When we are troubled by problems, we also begin to realize our own vulnerability, our own sensitivity. We see that in one area or another, some help could be of use to us. So we begin to pour out of our own cupneeds to get help. This is because when we are battered by life, we become more humble, more open, and more willing to both give and receive. We are also more willing to take advantage of the opportunities that arise. We open up. We let our guard down. We ask questions. We break down. We accept the consolation. Words. Cover. Meal. As time passes, we realize that something extraordinary has happened: the more we lean towards others, the less lonely we feel. Somehow, even in the chaos we are in at the moment, we feel loved. And the greatest thing is that the more love we need, the more love we have, quite unexpectedly, to give.

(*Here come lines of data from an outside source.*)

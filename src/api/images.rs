use axum::extract::multipart::MultipartError;
use axum::extract::{DefaultBodyLimit, Extension, Multipart, Path, Query};
use axum::response::Response;
use axum::routing::{get, post};
use axum::{Json, Router};
use crate::api::{stream_file, ApiContext, ApiError, Mutation, Result};
use crate::entities::{Filename, ImageRecord, Matte, PhotoFilter};
use crate::error::LibraryError;
use crate::library::{BulkTagReport, ImageQuery, ImageUpdate, TagMode, Upload};
use crate::utils::split_tags;

const MAX_UPLOAD_SIZE_IN_BYTES: usize = 52_428_800; // 50 MB

pub fn router() -> Router {
    Router::new()
        .route("/api/images", get(list_images))
        .route("/api/images/upload", post(upload_image))
        .route("/api/images/bulk-tag", post(bulk_tag))
        .route("/api/images/:filename", get(get_image).patch(update_image).delete(delete_image))
        .route("/api/images/:filename/rename", post(rename_image))
        .route("/api/images/:filename/thumbnail", get(get_thumbnail))
        .route("/api/images/:filename/file", get(get_file))
        .layer(DefaultBodyLimit::max(MAX_UPLOAD_SIZE_IN_BYTES))
}

#[derive(serde::Deserialize, Debug, Default)]
struct ListParams {
    tags: Option<String>,
    mode: Option<TagMode>,
    untagged: Option<bool>,
}

#[derive(serde::Deserialize, Debug)]
struct RenameBody {
    name: String,
}

#[derive(serde::Deserialize, Debug)]
struct BulkTagBody {
    filenames: Vec<Filename>,
    tags: Vec<String>,
}

#[derive(serde::Serialize, Debug)]
struct Deleted {
    filename: Filename,
}

fn multipart_error(e: MultipartError) -> ApiError {
    ApiError::unprocessable_entity([("file", format!("multipart error: {e}"))])
}

async fn list_images(
    ctx: Extension<ApiContext>,
    Query(params): Query<ListParams>,
) -> Result<Json<Vec<ImageRecord>>> {
    let query = ImageQuery {
        tags: params.tags.as_deref().map(split_tags).unwrap_or_default(),
        mode: params.mode.unwrap_or_default(),
        untagged: params.untagged.unwrap_or(false),
    };
    Ok(Json(ctx.library.list_images(&query).await?))
}

async fn upload_image(
    ctx: Extension<ApiContext>,
    mut multipart: Multipart,
) -> Result<Json<Mutation<ImageRecord>>> {
    let mut file = None;
    let mut name = String::new();
    let mut matte = Matte::None;
    let mut filter = PhotoFilter::None;
    let mut tags = Vec::new();

    while let Some(field) = multipart.next_field().await.map_err(multipart_error)? {
        let field_name = field.name().unwrap_or_default().to_string();
        match field_name.as_str() {
            "file" => {
                let filename = field.file_name()
                    .ok_or(ApiError::unprocessable_entity([("file", "filename is empty")]))?
                    .to_string();
                let data = field.bytes().await.map_err(multipart_error)?.to_vec();
                file = Some((filename, data));
            }
            "name" => name = field.text().await.map_err(multipart_error)?,
            "matte" => {
                let value = field.text().await.map_err(multipart_error)?.trim().to_lowercase();
                if !value.is_empty() {
                    matte = Matte::from(value);
                }
            }
            "filter" => {
                let value = field.text().await.map_err(multipart_error)?.trim().to_lowercase();
                if !value.is_empty() {
                    filter = PhotoFilter::from(value);
                }
            }
            "tags" => tags = split_tags(&field.text().await.map_err(multipart_error)?),
            _ => {}
        }
    }

    let (original_filename, bytes) = file.ok_or(ApiError::unprocessable_entity([("file", "missing file")]))?;
    let upload = Upload { bytes, original_filename, name, matte, filter, tags };
    let (record, changes) = ctx.library.upload(upload).await?;
    Ok(Json(ctx.publish(record, changes).await))
}

async fn get_image(
    ctx: Extension<ApiContext>,
    Path(filename): Path<String>,
) -> Result<Json<ImageRecord>> {
    Ok(Json(ctx.library.get_image(&filename).await?))
}

async fn update_image(
    ctx: Extension<ApiContext>,
    Path(filename): Path<String>,
    Json(update): Json<ImageUpdate>,
) -> Result<Json<Mutation<ImageRecord>>> {
    let (record, changes) = ctx.library.update_image(&filename, update).await?;
    Ok(Json(ctx.publish(record, changes).await))
}

async fn delete_image(
    ctx: Extension<ApiContext>,
    Path(filename): Path<String>,
) -> Result<Json<Mutation<Deleted>>> {
    let changes = ctx.library.delete(&filename).await?;
    Ok(Json(ctx.publish(Deleted { filename }, changes).await))
}

async fn rename_image(
    ctx: Extension<ApiContext>,
    Path(filename): Path<String>,
    Json(req): Json<RenameBody>,
) -> Result<Json<Mutation<ImageRecord>>> {
    let (record, changes) = ctx.library.rename(&filename, &req.name).await?;
    Ok(Json(ctx.publish(record, changes).await))
}

async fn bulk_tag(
    ctx: Extension<ApiContext>,
    Json(req): Json<BulkTagBody>,
) -> Result<Json<Mutation<BulkTagReport>>> {
    let (report, changes) = ctx.library.bulk_tag(&req.filenames, &req.tags).await?;
    Ok(Json(ctx.publish(report, changes).await))
}

async fn get_thumbnail(
    ctx: Extension<ApiContext>,
    Path(filename): Path<String>,
) -> Result<Response> {
    let path = ctx.library.thumbnail_path(&filename)?;
    if !path.is_file() {
        return Err(LibraryError::not_found(format!("thumbnail of '{filename}'")).into());
    }
    stream_file(&path).await
}

async fn get_file(
    ctx: Extension<ApiContext>,
    Path(filename): Path<String>,
) -> Result<Response> {
    ctx.library.get_image(&filename).await?;
    stream_file(&ctx.library.library_path(&filename)?).await
}
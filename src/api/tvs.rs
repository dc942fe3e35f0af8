use axum::extract::{Extension, Path};
use axum::routing::{get, patch, post, put};
use axum::{Json, Router};
use crate::api::{ApiContext, Mutation, Result};
use crate::entities::{ImageRecord, TvId, TvRecord};
use crate::tags::TvMatch;
use crate::tvs::{NewTv, TvUpdate};

pub fn router() -> Router {
    Router::new()
        .route("/api/tvs", get(list_tvs).post(add_tv))
        .route("/api/tvs/match", post(match_tvs))
        .route("/api/tvs/:id", patch(update_tv).delete(delete_tv))
        .route("/api/tvs/:id/tags", put(set_tags))
        .route("/api/tvs/:id/images", get(tv_images))
}

#[derive(serde::Deserialize, Debug)]
struct TagsBody {
    tags: Vec<String>,
}

#[derive(serde::Serialize, Debug)]
struct Deleted {
    id: TvId,
}

async fn list_tvs(
    ctx: Extension<ApiContext>,
) -> Result<Json<Vec<TvRecord>>> {
    Ok(Json(ctx.library.list_tvs().await?))
}

async fn add_tv(
    ctx: Extension<ApiContext>,
    Json(req): Json<NewTv>,
) -> Result<Json<Mutation<TvRecord>>> {
    let (tv, changes) = ctx.library.add_tv(req).await?;
    Ok(Json(ctx.publish(tv, changes).await))
}

async fn update_tv(
    ctx: Extension<ApiContext>,
    Path(id): Path<String>,
    Json(req): Json<TvUpdate>,
) -> Result<Json<Mutation<TvRecord>>> {
    let (tv, changes) = ctx.library.update_tv(&id, req).await?;
    Ok(Json(ctx.publish(tv, changes).await))
}

async fn set_tags(
    ctx: Extension<ApiContext>,
    Path(id): Path<String>,
    Json(req): Json<TagsBody>,
) -> Result<Json<Mutation<TvRecord>>> {
    let (tv, changes) = ctx.library.set_tv_tags(&id, &req.tags).await?;
    Ok(Json(ctx.publish(tv, changes).await))
}

async fn delete_tv(
    ctx: Extension<ApiContext>,
    Path(id): Path<String>,
) -> Result<Json<Mutation<Deleted>>> {
    let changes = ctx.library.delete_tv(&id).await?;
    Ok(Json(ctx.publish(Deleted { id }, changes).await))
}

async fn tv_images(
    ctx: Extension<ApiContext>,
    Path(id): Path<String>,
) -> Result<Json<Vec<ImageRecord>>> {
    Ok(Json(ctx.library.tv_images(&id).await?))
}

async fn match_tvs(
    ctx: Extension<ApiContext>,
    Json(req): Json<TagsBody>,
) -> Result<Json<Vec<TvMatch>>> {
    Ok(Json(ctx.library.match_tvs(&req.tags).await?))
}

10. Live in the light of the spirit

The crisis is a fire test of mature consciousness, because it forces us to adopt a completely new and unknown attitude towards life. It changes our energy, mixes our emotions, strains our bodies, brings us sleepless nights and excruciating heartache, so that our body and our psyche become susceptible to information that under ordinary circumstances does not reach us at all. When we fall apart, we become vulnerable and permeable - our structure is sufficiently desynchronized, sufficiently altered, weakened enough to receive new information. We are open. We can change. And we change.

The author does not guarantee that you will change your life dramatically after reading this book, but at least you will learn what actions will help you deal with adversities.